NEW YORK (MainStreet) When Michael Jace was arrested for murdering his wife of ten years, it was widely reported that the Los Angeles actor owed $411,000 on his family home and that it was on the brink of foreclosure.
"Financial strain over a period of time can cause a person to do desperate things," said Richard J. Martin, vice president and senior loan officer with Sterling National Bank. "In this case there is also a bankruptcy which can be extremely stressful and very embarrassing for a public figure."
The "Shield" actor and Alice Jace were allegedly arguing about finances when he shot and killed her. Records show Jace filed for bankruptcy protection in 2011 listing debts up to $1 million. He also owed more than $22,000 in state and federal income taxes and more than $20,000 to the state of California for 2008.

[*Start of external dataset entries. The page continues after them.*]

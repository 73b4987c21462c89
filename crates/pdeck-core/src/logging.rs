//! Logging configuration using tracing

use std::path::PathBuf;
use tracing_appender::rolling::{RollingFileAppender, Rotation};
use tracing_subscriber::{fmt, prelude::*, EnvFilter};

use crate::error::Result;

/// Initialize the logging subsystem
///
/// Logs are written to `~/.local/share/profile-deck/logs/`. The TUI owns the
/// terminal, so nothing is ever written to stdout/stderr.
/// Log level is controlled by the `PDECK_LOG` environment variable.
///
/// # Examples
/// ```bash
/// PDECK_LOG=debug cargo run
/// PDECK_LOG=trace cargo run
/// ```
pub fn init() -> Result<()> {
    let log_dir = get_log_directory()?;
    std::fs::create_dir_all(&log_dir)?;

    let file_appender = RollingFileAppender::new(Rotation::DAILY, &log_dir, "pdeck.log");

    // Default to info, allow override via PDECK_LOG
    let env_filter =
        EnvFilter::try_from_env("PDECK_LOG").unwrap_or_else(|_| EnvFilter::new("pdeck=info,warn"));

    tracing_subscriber::registry()
        .with(env_filter)
        .with(
            fmt::layer()
                .with_writer(file_appender)
                .with_ansi(false)
                .with_target(true)
                .with_thread_ids(false)
                .with_file(true)
                .with_line_number(true)
                .with_timer(fmt::time::ChronoLocal::new(
                    "%Y-%m-%d %H:%M:%S%.3f".to_string(),
                )),
        )
        .init();

    tracing::info!("═══════════════════════════════════════════════════════");
    tracing::info!("Profile Deck starting");
    tracing::info!("Log directory: {}", log_dir.display());
    tracing::info!("═══════════════════════════════════════════════════════");

    Ok(())
}

/// Get the log directory path
fn get_log_directory() -> Result<PathBuf> {
    let base = dirs::data_local_dir().unwrap_or_else(|| PathBuf::from("."));
    Ok(base.join("profile-deck").join("logs"))
}

/// Get the log file path for the current day
pub fn get_current_log_file() -> Result<PathBuf> {
    let dir = get_log_directory()?;
    Ok(dir.join("pdeck.log"))
}
//! Configuration file parsing for Profile Deck
//!
//! Supports:
//! - `~/.config/profile-deck/config.toml` - settings file
//! - `PDECK_API_URL` - environment override for the API base URL
//! - CLI flags (applied by the binary on top of the loaded settings)

pub mod settings;
pub mod types;

pub use settings::{config_file_path, load_settings, load_settings_from, save_settings_to};
pub use types::*;
//! The profile record and its repeatable row shapes.
//!
//! Field names mirror the profile service's wire format exactly
//! (`emailaddress`, `phonenumber`, `occupationFrom`, ...). A payload is
//! replaced wholesale on each read; missing arrays deserialize as empty
//! groups and unknown fields are ignored.

use serde::{Deserialize, Deserializer, Serialize};

use crate::group::{BoundedGroup, GroupRow};

/// The root profile record: identity fields plus five repeatable groups.
#[derive(Debug, Clone, PartialEq, Default, Serialize, Deserialize)]
pub struct Profile {
    #[serde(default)]
    pub email: String,

    #[serde(default)]
    pub firstname: String,

    #[serde(default)]
    pub middlename: String,

    #[serde(default)]
    pub lastname: String,

    #[serde(default)]
    pub dateofbirth: String,

    #[serde(default, skip_serializing_if = "Option::is_none")]
    pub age: Option<u32>,

    #[serde(default)]
    pub isofficer: bool,

    #[serde(default)]
    pub contacts: BoundedGroup<Address>,

    #[serde(default)]
    pub emails: BoundedGroup<EmailRecord>,

    #[serde(default)]
    pub phones: BoundedGroup<PhoneRecord>,

    #[serde(default)]
    pub identifications: BoundedGroup<IdentificationRecord>,

    #[serde(default)]
    pub occupations: BoundedGroup<OccupationRecord>,
}

impl Profile {
    /// Display name for the page header: "firstname lastname", falling back
    /// to the account email when both are blank.
    pub fn display_name(&self) -> String {
        let full = format!("{} {}", self.firstname, self.lastname);
        let full = full.trim();
        if full.is_empty() {
            self.email.clone()
        } else {
            full.to_string()
        }
    }
}

/// A postal address. `type` is an [`crate::codes::ADDRESS_KIND`] code.
#[derive(Debug, Clone, PartialEq, Default, Serialize, Deserialize)]
pub struct Address {
    #[serde(default)]
    pub country: String,

    #[serde(default)]
    pub city: String,

    #[serde(default)]
    pub street: String,

    #[serde(default)]
    pub postalcode: String,

    #[serde(default, rename = "type")]
    pub kind: String,
}

impl GroupRow for Address {
    fn blank() -> Self {
        Self::default()
    }
}

/// An email contact. `type` is a [`crate::codes::CONTACT_KIND`] code;
/// `preferred` travels as `"true"`/`"false"` (bool accepted on input).
#[derive(Debug, Clone, PartialEq, Serialize, Deserialize)]
pub struct EmailRecord {
    #[serde(default)]
    pub emailaddress: String,

    #[serde(default, rename = "type")]
    pub kind: String,

    #[serde(default = "preferred_off", deserialize_with = "string_or_bool")]
    pub preferred: String,
}

impl GroupRow for EmailRecord {
    fn blank() -> Self {
        Self {
            emailaddress: String::new(),
            kind: String::new(),
            preferred: preferred_off(),
        }
    }
}

/// A phone contact, shaped like [`EmailRecord`] with a number instead of an
/// address.
#[derive(Debug, Clone, PartialEq, Serialize, Deserialize)]
pub struct PhoneRecord {
    #[serde(default)]
    pub phonenumber: String,

    #[serde(default, rename = "type")]
    pub kind: String,

    #[serde(default = "preferred_off", deserialize_with = "string_or_bool")]
    pub preferred: String,
}

impl GroupRow for PhoneRecord {
    fn blank() -> Self {
        Self {
            phonenumber: String::new(),
            kind: String::new(),
            preferred: preferred_off(),
        }
    }
}

/// An identification document. `idtype` is an [`crate::codes::ID_KIND`]
/// code; `idfile` holds an uploaded-document path or server-side marker.
#[derive(Debug, Clone, PartialEq, Default, Serialize, Deserialize)]
pub struct IdentificationRecord {
    #[serde(default)]
    pub idtype: String,

    #[serde(default)]
    pub idexpiry: String,

    #[serde(default)]
    pub idfile: String,
}

impl GroupRow for IdentificationRecord {
    fn blank() -> Self {
        Self::default()
    }
}

/// One entry of the occupation history. `occupation` is an
/// [`crate::codes::OCCUPATION_KIND`] code; dates are ISO `YYYY-MM-DD`.
#[derive(Debug, Clone, PartialEq, Default, Serialize, Deserialize)]
pub struct OccupationRecord {
    #[serde(default)]
    pub occupation: String,

    #[serde(default, rename = "occupationFrom")]
    pub occupation_from: String,

    #[serde(default, rename = "occupationTo")]
    pub occupation_to: String,
}

impl GroupRow for OccupationRecord {
    fn blank() -> Self {
        Self::default()
    }
}

fn preferred_off() -> String {
    "false".to_string()
}

/// Accept `preferred` as either a JSON bool or a string, normalizing bools
/// to their string form.
fn string_or_bool<'de, D>(deserializer: D) -> Result<String, D::Error>
where
    D: Deserializer<'de>,
{
    #[derive(Deserialize)]
    #[serde(untagged)]
    enum Raw {
        Bool(bool),
        Text(String),
    }

    Ok(match Raw::deserialize(deserializer)? {
        Raw::Bool(b) => b.to_string(),
        Raw::Text(s) => s,
    })
}
//! Page header: breadcrumb trail, title, mode badge, and load state.

use ratatui::buffer::Buffer;
use ratatui::layout::Rect;
use ratatui::style::{Modifier, Style};
use ratatui::text::{Line, Span};
use ratatui::widgets::{Block, BorderType, Borders, Widget};

use pdeck_app::state::{AppState, LoadState, Mode};

use crate::theme::{palette, styles};

/// Header widget for the profile screen.
pub struct Header<'a> {
    state: &'a AppState,
}

impl<'a> Header<'a> {
    pub fn new(state: &'a AppState) -> Self {
        Self { state }
    }

    fn breadcrumb(&self) -> Line<'static> {
        let id = &self.state.session.user_id;
        Line::from(vec![
            Span::styled("Users", styles::text_muted()),
            Span::styled(" / ", styles::text_muted()),
            Span::styled(format!("Profile ({id})"), styles::text_secondary()),
        ])
    }

    fn title_line(&self) -> Line<'static> {
        let mut spans = vec![Span::styled("Personal Information", styles::title())];

        let badge = match self.state.mode {
            Mode::View => Span::styled(
                "  VIEW ",
                Style::default()
                    .fg(palette::TEXT_BRIGHT)
                    .add_modifier(Modifier::BOLD),
            ),
            Mode::Edit => Span::styled(
                "  EDIT ",
                Style::default()
                    .fg(palette::STATUS_YELLOW)
                    .add_modifier(Modifier::BOLD),
            ),
        };
        spans.push(badge);
        if self.state.is_dirty() {
            spans.push(Span::styled("*", styles::status_busy()));
        }

        let name = self.state.record.display_name();
        if !name.is_empty() {
            spans.push(Span::styled(
                format!("  — {name}"),
                styles::text_secondary(),
            ));
        }
        Line::from(spans)
    }

    fn load_badge(&self) -> Span<'static> {
        match &self.state.load {
            LoadState::Loading => Span::styled("Loading…", styles::status_busy()),
            LoadState::Loaded => Span::styled("Loaded", styles::status_ok()),
            LoadState::Failed(_) => Span::styled("Load failed", styles::status_error()),
        }
    }
}

impl Widget for Header<'_> {
    fn render(self, area: Rect, buf: &mut Buffer) {
        let block = Block::default()
            .borders(Borders::ALL)
            .border_type(BorderType::Rounded)
            .border_style(styles::border_inactive());
        let inner = block.inner(area);
        block.render(area, buf);

        if inner.height == 0 {
            return;
        }

        buf.set_line(inner.left(), inner.top(), &self.breadcrumb(), inner.width);

        // Right-aligned load badge on the breadcrumb row.
        let badge = self.load_badge();
        let badge_width = badge.width() as u16;
        if inner.width > badge_width {
            buf.set_line(
                inner.right().saturating_sub(badge_width + 1),
                inner.top(),
                &Line::from(badge),
                badge_width,
            );
        }

        if inner.height >= 2 {
            buf.set_line(inner.left(), inner.top() + 1, &self.title_line(), inner.width);
        }
    }
}
//! Terminal event polling

use crossterm::event::{self, Event, KeyCode, KeyModifiers};
use pdeck_app::message::Message;
use pdeck_app::InputKey;
use pdeck_core::prelude::*;
use std::time::Duration;

/// Convert crossterm KeyEvent to InputKey
pub fn key_event_to_input(key: crossterm::event::KeyEvent) -> Option<InputKey> {
    match key.code {
        KeyCode::Char(c) if key.modifiers.contains(KeyModifiers::CONTROL) => {
            Some(InputKey::CharCtrl(c))
        }
        KeyCode::Char(c) => Some(InputKey::Char(c)),
        KeyCode::Enter => Some(InputKey::Enter),
        KeyCode::Esc => Some(InputKey::Esc),
        KeyCode::Tab if key.modifiers.contains(KeyModifiers::SHIFT) => Some(InputKey::BackTab),
        KeyCode::Tab => Some(InputKey::Tab),
        KeyCode::BackTab => Some(InputKey::BackTab),
        KeyCode::Backspace => Some(InputKey::Backspace),
        KeyCode::Delete => Some(InputKey::Delete),
        KeyCode::Up => Some(InputKey::Up),
        KeyCode::Down => Some(InputKey::Down),
        KeyCode::Left => Some(InputKey::Left),
        KeyCode::Right => Some(InputKey::Right),
        KeyCode::Home => Some(InputKey::Home),
        KeyCode::End => Some(InputKey::End),
        KeyCode::PageUp => Some(InputKey::PageUp),
        KeyCode::PageDown => Some(InputKey::PageDown),
        _ => None, // Unsupported keys ignored
    }
}

/// Poll for terminal events with timeout
pub fn poll() -> Result<Option<Message>> {
    // Poll with 50ms timeout (20 FPS)
    if event::poll(Duration::from_millis(50))? {
        let event = event::read()?;

        match event {
            Event::Key(key) => {
                if key.kind == event::KeyEventKind::Press {
                    if let Some(input_key) = key_event_to_input(key) {
                        Ok(Some(Message::Key(input_key)))
                    } else {
                        Ok(None)
                    }
                } else {
                    Ok(None)
                }
            }
            _ => Ok(None),
        }
    } else {
        // Generate tick on timeout
        Ok(Some(Message::Tick))
    }
}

"I am not sure how killing his wife accomplished anything unless she was an additional source of unknown stress and he just snapped," Martin told MainStreet.
While there's no excuse for violent outbursts, an American Journal of Public Health study found that the foreclosure crisis has likely contributed another form of harm, this one self-inflicted: a rise in suicide rates since 2005, independent of other economic factors.
"Beyond wiping out the family's main asset, foreclosures have other harmful effects on the homeowner and surrounding community," said Kevin Stein, associate director with the California Reinvestment Coalition (CRC). "Recent studies link foreclosures to increased incidents of suicide and high blood pressure."
Homeowners in California like Jace are facing unreasonable delays, obstacles and run-arounds from their mortgage servicers despite new laws, programs and settlements intended to protect them, according to a CRC survey.
"When homeowners don't qualify for help or are incorrectly denied help from their bank, they will likely lose their home whether it's through foreclosure or a short sale," Stein told MainStreet.